## [BRIEF]
What lines of the data hold the string "warn"? Pull each one out.

## [MATERIAL PROVIDED]
-------

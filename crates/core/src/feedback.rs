//! Feedback Synthesizer: the end-of-session report.

use crate::generation::{ChatMessage, RequestPurpose};
use crate::parse::{self, Parsed};
use crate::prompts::{self, PromptSet};
use crate::protection::SessionChannel;
use crate::scenario::Scenario;
use crate::transcript::{FeedbackReport, Transcript};
use std::sync::Arc;
use tokio_util::sync::CancellationToken;
use tracing::{info, warn};

/// Learner turns needed before a report is worth requesting.
const MIN_LEARNER_TURNS: usize = 2;

#[derive(Clone)]
pub struct FeedbackSynthesizer {
    channel: SessionChannel,
    prompts: Arc<PromptSet>,
}

impl FeedbackSynthesizer {
    pub fn new(channel: SessionChannel, prompts: Arc<PromptSet>) -> Self {
        Self { channel, prompts }
    }

    /// Produces the report. Never errors: a short conversation yields
    /// [`FeedbackReport::too_short`] without a request, any failure yields
    /// [`FeedbackReport::unavailable`].
    pub async fn synthesize(
        &self,
        scenario: &Scenario,
        transcript: &Transcript,
        cancel: &CancellationToken,
    ) -> FeedbackReport {
        if transcript.learner_turns() < MIN_LEARNER_TURNS {
            info!(scenario = %scenario.key, learner_turns = transcript.learner_turns(), "Conversation too short for feedback");
            return FeedbackReport::too_short();
        }

        let points = prompts::numbered_from_one(&scenario.discussion_points);
        let conversation = transcript.render_labeled();
        let prompt = prompts::render(
            &self.prompts.feedback,
            &[("points", points.as_str()), ("conversation", conversation.as_str())],
        );
        let reply = match self
            .channel
            .complete(
                &scenario.key,
                RequestPurpose::Feedback,
                vec![ChatMessage::user(prompt)],
                cancel,
            )
            .await
        {
            Ok(reply) => reply,
            Err(e) => {
                warn!(scenario = %scenario.key, error = %e, "Feedback request failed");
                return FeedbackReport::unavailable();
            }
        };

        match parse::parse_feedback(&reply) {
            Parsed::Parsed(report) => report,
            Parsed::Malformed(reason) => {
                warn!(scenario = %scenario.key, %reason, "Unusable feedback reply");
                FeedbackReport::unavailable()
            }
        }
    }
}
//! Todo Id Allocator
//!
//! Monotonic counter handing out ids for new todos.

use crate::models::Todo;

/// Once `u32::MAX` has been issued the allocator is exhausted and hands
/// out nothing more, so an id is never repeated by wrapping.
#[derive(Debug, Clone, Copy, PartialEq, Eq)]
pub struct IdAllocator {
    next: Option<u32>,
}

impl IdAllocator {
    /// Start one above the highest id in `seed` (1 for an empty seed)
    pub fn seeded_from(seed: &[Todo]) -> Self {
        let next = match seed.iter().map(|todo| todo.id).max() {
            Some(max) => max.checked_add(1),
            None => Some(1),
        };
        Self { next }
    }

    /// Id the next `allocate` will return, `None` once exhausted
    pub fn peek(&self) -> Option<u32> {
        self.next
    }

    /// Read then increment; ids are never handed out twice
    pub fn allocate(&mut self) -> Option<u32> {
        let id = self.next?;
        self.next = id.checked_add(1);
        Some(id)
    }
}
//! Todo Head Component
//!
//! Title plus the number of todos still open.

use leptos::prelude::*;

use crate::context::use_todo_state;

#[component]
pub fn TodoHead() -> impl IntoView {
    let state = use_todo_state();

    view! {
        <div class="todo-head">
            <h1>"Todos"</h1>
            <div class="tasks-left">{move || format!("{} tasks left", state.remaining())}</div>
        </div>
    }
}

-------

## [WRITTEN ANSWER]
use tracing::{info, warn};
                warn!(scenario = %scenario.key, error = %e, "Feedback request failed");
                warn!(scenario = %scenario.key, %reason, "Unusable feedback reply");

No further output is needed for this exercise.